I am completely new to SAS programming hence pardon if the question is very basic. I am trying to send a file using SAS sftp from Linux to windows server. I am able to transfer the file but the destination file has a row delimiter LF whereas our job is expecting the file to have CRLF delimiter. I tried using the termstr option but it fails with error "invalid option termstr". Below is my code
filename out-file sftp 'file.txt' cd='/project/dir'
host='hostname' recfm=v
user=user1;
data _null_;
file out-file TERMSTR=crlf;
do i=1 to i=10;
put i=;
end;
run;
Your program is using an invalid value for the fileref. You cannot use a hyphen in a SAS name.

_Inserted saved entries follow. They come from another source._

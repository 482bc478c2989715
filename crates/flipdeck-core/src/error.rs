// Copyright 2025 Fernando Borretti
//
// Licensed under the Apache License, Version 2.0 (the "License");
// you may not use this file except in compliance with the License.
// You may obtain a copy of the License at
//
//     http://www.apache.org/licenses/LICENSE-2.0
//
// Unless required by applicable law or agreed to in writing, software
// distributed under the License is distributed on an "AS IS" BASIS,
// WITHOUT WARRANTIES OR CONDITIONS OF ANY KIND, either express or implied.
// See the License for the specific language governing permissions and
// limitations under the License.

use std::error::Error;
use std::fmt::Display;
use std::fmt::Formatter;

#[derive(Debug, PartialEq)]
pub struct ErrorReport {
    message: String,
}

impl ErrorReport {
    pub fn new(msg: impl Into<String>) -> Self {
        ErrorReport {
            message: msg.into(),
        }
    }

    pub fn message(&self) -> &str {
        &self.message
    }
}

impl From<std::io::Error> for ErrorReport {
    fn from(value: std::io::Error) -> Self {
        ErrorReport {
            message: format!("I/O error: {value}"),
        }
    }
}

impl From<serde_json::Error> for ErrorReport {
    fn from(value: serde_json::Error) -> Self {
        ErrorReport {
            message: format!("JSON error: {value}"),
        }
    }
}

impl Display for ErrorReport {
    fn fmt(&self, f: &mut Formatter) -> std::fmt::Result {
        write!(f, "error: {}", self.message)
    }
}

impl Error for ErrorReport {}

pub type Fallible<T> = Result<T, ErrorReport>;

pub fn fail<T>(msg: impl Into<String>) -> Fallible<T> {
    Err(ErrorReport {
        message: msg.into(),
    })
}
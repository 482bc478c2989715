// Copyright 2025 Fernando Borretti
//
// Licensed under the Apache License, Version 2.0 (the "License");
// you may not use this file except in compliance with the License.
// You may obtain a copy of the License at
//
//     http://www.apache.org/licenses/LICENSE-2.0
//
// Unless required by applicable law or agreed to in writing, software
// distributed under the License is distributed on an "AS IS" BASIS,
// WITHOUT WARRANTIES OR CONDITIONS OF ANY KIND, either express or implied.
// See the License for the specific language governing permissions and
// limitations under the License.

mod get;
mod post;
pub mod server;
mod state;
mod template;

You can use the TERMSTR= option on either the FILENAME or FILE statement to change the end of line characters.
I thought that SFTP always moved files as binary. You could try changing your SFTP option to make sure it is doing that. Try removing the recfm=v option.
Note: Text files have end-of-line characters, not record delimiters. If you are writing some type of proprietary binary file format you might consider the characters between rows of data a record delimiter, but it just leads to confusion if you think of the lines in text files as being separated instead of terminated.
TERMSTR is an option for the INFILE statement, there is no corresponding option for the FILE statement.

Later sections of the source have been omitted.